### Description of the task
Each of the records must appear again, exactly as it was written.

Segment Start: Information provided

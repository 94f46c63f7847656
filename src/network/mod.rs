//! Network Module
//!
//! TCP server and client handling.
//!
//! ## Architecture
//! - Single acceptor thread (non-blocking accept loop)
//! - One thread per connection
//! - Commands routed through Engine

mod server;
mod connection;

pub use server::Server;
pub use connection::Connection;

Segment End: Information provided

### Exercise output
repository 94f46c63f7847656
filename src/network/mod.rs
//! Network Module
//!
//! TCP server and client handling.
//!
//! ## Architecture
//! - Single acceptor thread (non-blocking accept loop)
//! - One thread per connection
//! - Commands routed through Engine

mod server;
mod connection;

pub use server::Server;
pub use connection::Connection;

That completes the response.